* Problem requirements
Which lines of the data contain the string "returned"? Show each of them.

---*---

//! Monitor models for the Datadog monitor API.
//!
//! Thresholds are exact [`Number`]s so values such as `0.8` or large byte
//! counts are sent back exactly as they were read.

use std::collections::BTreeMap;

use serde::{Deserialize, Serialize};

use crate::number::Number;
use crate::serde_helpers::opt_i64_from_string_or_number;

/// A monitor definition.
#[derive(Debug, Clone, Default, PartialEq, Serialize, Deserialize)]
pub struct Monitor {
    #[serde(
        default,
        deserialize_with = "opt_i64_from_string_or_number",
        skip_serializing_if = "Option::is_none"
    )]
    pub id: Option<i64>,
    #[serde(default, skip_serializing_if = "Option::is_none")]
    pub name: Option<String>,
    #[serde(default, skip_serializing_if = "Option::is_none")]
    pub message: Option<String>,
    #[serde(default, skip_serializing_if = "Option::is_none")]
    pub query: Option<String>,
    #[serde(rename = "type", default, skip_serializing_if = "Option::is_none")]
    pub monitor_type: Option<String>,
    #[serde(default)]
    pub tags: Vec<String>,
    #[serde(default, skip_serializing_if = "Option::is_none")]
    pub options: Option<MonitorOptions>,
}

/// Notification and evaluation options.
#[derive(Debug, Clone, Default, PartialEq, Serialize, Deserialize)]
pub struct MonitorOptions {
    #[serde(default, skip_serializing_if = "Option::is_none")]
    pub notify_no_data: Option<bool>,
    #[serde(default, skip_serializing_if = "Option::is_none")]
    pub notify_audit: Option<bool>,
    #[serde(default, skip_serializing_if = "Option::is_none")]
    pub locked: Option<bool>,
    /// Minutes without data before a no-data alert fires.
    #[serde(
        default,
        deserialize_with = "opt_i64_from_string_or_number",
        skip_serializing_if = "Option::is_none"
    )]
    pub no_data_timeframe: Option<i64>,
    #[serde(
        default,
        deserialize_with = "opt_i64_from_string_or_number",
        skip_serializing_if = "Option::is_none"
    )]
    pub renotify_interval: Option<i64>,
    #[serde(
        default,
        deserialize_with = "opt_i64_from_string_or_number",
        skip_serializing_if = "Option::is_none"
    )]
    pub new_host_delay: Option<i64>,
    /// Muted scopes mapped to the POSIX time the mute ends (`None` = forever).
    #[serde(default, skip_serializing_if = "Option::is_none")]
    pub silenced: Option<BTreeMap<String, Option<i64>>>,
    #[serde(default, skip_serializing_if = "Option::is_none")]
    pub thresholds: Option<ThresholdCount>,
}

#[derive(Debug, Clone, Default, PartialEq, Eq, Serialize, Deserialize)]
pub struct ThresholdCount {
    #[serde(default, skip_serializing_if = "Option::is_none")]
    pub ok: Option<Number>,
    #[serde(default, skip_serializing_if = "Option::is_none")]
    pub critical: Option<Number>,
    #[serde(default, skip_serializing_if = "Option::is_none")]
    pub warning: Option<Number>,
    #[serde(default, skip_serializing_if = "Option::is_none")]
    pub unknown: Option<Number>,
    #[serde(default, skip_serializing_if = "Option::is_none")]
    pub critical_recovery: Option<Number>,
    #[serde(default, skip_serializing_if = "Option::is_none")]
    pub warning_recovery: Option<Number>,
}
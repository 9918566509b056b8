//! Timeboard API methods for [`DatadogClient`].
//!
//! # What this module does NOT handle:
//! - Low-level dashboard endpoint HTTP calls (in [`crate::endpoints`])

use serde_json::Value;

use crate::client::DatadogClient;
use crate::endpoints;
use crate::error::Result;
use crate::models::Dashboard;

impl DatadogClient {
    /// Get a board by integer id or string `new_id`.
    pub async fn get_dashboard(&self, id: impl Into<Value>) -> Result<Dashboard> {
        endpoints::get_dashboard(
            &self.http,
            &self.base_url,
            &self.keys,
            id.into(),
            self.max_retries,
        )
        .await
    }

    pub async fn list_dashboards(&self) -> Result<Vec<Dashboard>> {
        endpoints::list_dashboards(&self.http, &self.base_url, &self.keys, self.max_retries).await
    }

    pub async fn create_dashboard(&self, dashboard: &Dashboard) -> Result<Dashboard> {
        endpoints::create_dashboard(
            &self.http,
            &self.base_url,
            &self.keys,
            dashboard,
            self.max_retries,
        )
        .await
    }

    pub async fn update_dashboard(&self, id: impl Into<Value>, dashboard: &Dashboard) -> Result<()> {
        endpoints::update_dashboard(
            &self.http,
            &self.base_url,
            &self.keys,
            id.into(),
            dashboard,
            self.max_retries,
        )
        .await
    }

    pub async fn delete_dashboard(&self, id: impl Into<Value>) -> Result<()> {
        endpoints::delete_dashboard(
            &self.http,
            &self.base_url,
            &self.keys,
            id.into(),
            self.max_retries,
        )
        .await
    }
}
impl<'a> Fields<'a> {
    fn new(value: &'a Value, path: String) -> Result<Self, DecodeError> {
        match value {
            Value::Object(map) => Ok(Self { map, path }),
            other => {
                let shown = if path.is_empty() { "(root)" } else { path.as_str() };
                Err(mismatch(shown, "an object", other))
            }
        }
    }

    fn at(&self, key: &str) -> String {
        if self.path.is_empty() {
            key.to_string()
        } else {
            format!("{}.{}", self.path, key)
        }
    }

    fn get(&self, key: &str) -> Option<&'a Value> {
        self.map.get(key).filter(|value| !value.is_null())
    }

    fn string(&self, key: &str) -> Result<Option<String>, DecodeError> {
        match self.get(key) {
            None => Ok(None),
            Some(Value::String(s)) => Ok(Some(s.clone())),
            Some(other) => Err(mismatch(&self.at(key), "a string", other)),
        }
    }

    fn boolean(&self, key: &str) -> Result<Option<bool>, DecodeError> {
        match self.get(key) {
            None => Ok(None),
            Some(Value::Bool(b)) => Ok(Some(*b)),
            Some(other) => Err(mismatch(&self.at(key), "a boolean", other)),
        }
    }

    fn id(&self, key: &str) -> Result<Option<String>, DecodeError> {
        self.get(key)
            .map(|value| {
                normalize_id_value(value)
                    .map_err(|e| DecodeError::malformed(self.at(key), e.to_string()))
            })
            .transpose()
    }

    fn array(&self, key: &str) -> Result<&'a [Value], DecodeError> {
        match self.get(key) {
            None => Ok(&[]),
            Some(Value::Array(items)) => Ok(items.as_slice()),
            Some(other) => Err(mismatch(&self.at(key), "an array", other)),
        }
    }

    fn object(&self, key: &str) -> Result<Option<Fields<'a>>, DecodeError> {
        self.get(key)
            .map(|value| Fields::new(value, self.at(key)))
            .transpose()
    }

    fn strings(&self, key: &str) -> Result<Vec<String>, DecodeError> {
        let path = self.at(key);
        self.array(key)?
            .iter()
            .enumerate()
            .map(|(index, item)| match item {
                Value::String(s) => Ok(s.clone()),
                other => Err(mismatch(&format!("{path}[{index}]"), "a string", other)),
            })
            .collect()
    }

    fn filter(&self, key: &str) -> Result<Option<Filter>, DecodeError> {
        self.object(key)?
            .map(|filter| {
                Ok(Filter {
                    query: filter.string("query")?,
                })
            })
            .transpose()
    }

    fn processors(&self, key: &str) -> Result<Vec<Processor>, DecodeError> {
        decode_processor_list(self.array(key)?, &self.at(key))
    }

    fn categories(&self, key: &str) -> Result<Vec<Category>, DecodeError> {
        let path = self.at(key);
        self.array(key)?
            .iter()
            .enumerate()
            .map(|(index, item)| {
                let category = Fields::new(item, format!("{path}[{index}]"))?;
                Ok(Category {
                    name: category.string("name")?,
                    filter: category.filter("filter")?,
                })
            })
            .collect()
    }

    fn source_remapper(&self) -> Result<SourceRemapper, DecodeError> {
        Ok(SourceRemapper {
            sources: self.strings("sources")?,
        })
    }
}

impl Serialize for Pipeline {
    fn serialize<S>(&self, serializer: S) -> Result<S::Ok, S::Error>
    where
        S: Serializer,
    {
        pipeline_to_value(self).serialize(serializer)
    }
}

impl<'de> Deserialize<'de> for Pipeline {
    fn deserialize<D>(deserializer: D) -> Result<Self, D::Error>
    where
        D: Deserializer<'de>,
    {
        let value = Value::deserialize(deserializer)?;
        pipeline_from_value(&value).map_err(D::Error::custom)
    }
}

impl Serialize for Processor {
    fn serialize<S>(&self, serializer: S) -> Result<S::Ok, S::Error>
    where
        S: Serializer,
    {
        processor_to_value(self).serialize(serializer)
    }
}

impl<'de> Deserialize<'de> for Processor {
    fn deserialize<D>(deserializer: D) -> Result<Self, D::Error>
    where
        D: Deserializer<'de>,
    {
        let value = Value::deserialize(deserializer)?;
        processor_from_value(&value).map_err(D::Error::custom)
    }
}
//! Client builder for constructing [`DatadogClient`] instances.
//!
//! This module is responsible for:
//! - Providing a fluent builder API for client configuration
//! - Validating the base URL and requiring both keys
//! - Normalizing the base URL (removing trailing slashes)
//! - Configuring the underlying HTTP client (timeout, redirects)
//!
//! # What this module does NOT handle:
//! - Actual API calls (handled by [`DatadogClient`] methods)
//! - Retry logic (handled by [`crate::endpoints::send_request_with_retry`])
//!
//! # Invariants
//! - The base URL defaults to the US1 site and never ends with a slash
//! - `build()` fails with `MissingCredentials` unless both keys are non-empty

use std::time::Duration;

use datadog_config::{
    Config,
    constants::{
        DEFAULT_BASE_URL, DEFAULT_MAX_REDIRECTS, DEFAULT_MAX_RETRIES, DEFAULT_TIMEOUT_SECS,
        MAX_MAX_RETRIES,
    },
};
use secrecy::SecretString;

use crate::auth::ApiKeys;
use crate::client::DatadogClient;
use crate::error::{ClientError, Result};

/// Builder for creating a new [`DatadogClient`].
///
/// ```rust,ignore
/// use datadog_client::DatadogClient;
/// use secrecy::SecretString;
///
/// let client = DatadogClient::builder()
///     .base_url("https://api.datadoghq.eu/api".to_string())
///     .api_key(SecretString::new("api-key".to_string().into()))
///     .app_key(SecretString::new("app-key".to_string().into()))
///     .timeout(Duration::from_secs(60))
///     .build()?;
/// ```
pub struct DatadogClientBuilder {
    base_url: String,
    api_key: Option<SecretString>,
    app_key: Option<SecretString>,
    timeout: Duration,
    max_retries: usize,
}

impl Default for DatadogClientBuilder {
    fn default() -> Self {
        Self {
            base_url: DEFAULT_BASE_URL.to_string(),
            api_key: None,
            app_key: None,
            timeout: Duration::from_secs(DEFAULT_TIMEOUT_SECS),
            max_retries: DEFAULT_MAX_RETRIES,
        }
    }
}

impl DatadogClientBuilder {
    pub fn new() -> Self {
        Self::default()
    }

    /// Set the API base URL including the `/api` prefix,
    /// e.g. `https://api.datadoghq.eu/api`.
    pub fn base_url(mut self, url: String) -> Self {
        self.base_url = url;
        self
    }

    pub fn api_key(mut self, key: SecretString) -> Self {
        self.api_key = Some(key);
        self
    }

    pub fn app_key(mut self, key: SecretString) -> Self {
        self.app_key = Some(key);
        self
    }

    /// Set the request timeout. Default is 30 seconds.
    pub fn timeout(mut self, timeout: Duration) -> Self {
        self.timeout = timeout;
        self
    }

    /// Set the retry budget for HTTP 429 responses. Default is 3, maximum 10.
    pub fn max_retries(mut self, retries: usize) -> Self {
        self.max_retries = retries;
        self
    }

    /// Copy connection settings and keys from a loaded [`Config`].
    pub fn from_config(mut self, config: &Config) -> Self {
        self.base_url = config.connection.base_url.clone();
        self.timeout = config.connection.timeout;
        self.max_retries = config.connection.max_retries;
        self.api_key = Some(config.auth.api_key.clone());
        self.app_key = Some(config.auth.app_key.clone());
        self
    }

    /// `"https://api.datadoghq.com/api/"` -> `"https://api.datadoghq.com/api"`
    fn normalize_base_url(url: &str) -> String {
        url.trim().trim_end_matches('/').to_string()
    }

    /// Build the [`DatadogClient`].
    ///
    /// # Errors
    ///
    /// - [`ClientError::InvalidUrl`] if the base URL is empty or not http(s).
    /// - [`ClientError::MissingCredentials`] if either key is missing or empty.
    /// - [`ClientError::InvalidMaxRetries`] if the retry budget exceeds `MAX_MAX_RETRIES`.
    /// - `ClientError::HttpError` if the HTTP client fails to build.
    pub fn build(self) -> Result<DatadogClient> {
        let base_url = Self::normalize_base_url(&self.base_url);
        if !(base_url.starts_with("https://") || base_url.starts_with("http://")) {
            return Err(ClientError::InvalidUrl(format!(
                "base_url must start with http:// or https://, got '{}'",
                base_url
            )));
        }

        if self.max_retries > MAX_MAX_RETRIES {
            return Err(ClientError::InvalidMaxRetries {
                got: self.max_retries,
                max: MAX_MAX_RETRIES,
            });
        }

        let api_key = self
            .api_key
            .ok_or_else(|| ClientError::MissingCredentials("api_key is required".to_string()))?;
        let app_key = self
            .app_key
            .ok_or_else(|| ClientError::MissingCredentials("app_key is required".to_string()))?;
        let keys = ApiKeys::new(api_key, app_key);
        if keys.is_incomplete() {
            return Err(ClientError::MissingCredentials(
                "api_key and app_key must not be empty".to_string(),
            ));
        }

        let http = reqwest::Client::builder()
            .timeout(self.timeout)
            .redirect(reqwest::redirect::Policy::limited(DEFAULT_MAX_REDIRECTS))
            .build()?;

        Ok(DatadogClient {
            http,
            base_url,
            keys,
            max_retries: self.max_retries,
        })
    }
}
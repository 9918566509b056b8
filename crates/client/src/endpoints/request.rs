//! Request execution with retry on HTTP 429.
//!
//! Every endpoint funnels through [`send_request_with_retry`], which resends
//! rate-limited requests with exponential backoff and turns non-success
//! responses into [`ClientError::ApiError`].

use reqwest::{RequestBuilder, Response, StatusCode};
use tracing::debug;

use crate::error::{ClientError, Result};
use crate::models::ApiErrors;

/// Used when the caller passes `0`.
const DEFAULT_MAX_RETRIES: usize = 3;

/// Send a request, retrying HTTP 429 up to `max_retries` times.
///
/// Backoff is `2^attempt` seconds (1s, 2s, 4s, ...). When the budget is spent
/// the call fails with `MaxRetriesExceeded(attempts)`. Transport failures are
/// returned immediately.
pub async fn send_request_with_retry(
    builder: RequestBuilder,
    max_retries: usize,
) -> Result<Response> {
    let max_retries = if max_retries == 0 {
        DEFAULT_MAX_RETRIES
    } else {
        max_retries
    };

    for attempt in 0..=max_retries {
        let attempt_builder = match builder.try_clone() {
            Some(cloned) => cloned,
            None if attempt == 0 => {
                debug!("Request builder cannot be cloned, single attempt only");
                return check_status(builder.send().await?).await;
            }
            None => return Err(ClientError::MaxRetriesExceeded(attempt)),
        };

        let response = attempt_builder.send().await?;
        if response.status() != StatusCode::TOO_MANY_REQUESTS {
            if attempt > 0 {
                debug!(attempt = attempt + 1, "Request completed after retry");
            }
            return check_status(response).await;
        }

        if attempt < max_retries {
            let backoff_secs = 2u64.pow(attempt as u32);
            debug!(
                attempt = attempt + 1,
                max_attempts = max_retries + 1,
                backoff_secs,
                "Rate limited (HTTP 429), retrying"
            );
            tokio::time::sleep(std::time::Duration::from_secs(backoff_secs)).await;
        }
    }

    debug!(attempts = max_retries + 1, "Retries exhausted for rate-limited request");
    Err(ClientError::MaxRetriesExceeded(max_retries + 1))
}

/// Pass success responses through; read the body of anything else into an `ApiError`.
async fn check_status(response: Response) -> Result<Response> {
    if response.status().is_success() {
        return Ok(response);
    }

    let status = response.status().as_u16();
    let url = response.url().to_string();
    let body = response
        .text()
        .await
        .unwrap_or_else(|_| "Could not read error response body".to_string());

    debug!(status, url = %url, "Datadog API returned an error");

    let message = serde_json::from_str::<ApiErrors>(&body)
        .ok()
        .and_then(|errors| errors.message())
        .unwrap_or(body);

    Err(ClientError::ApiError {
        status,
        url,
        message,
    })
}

---*---

* Result for this exercise
/// returned immediately.
    debug!(status, url = %url, "Datadog API returned an error");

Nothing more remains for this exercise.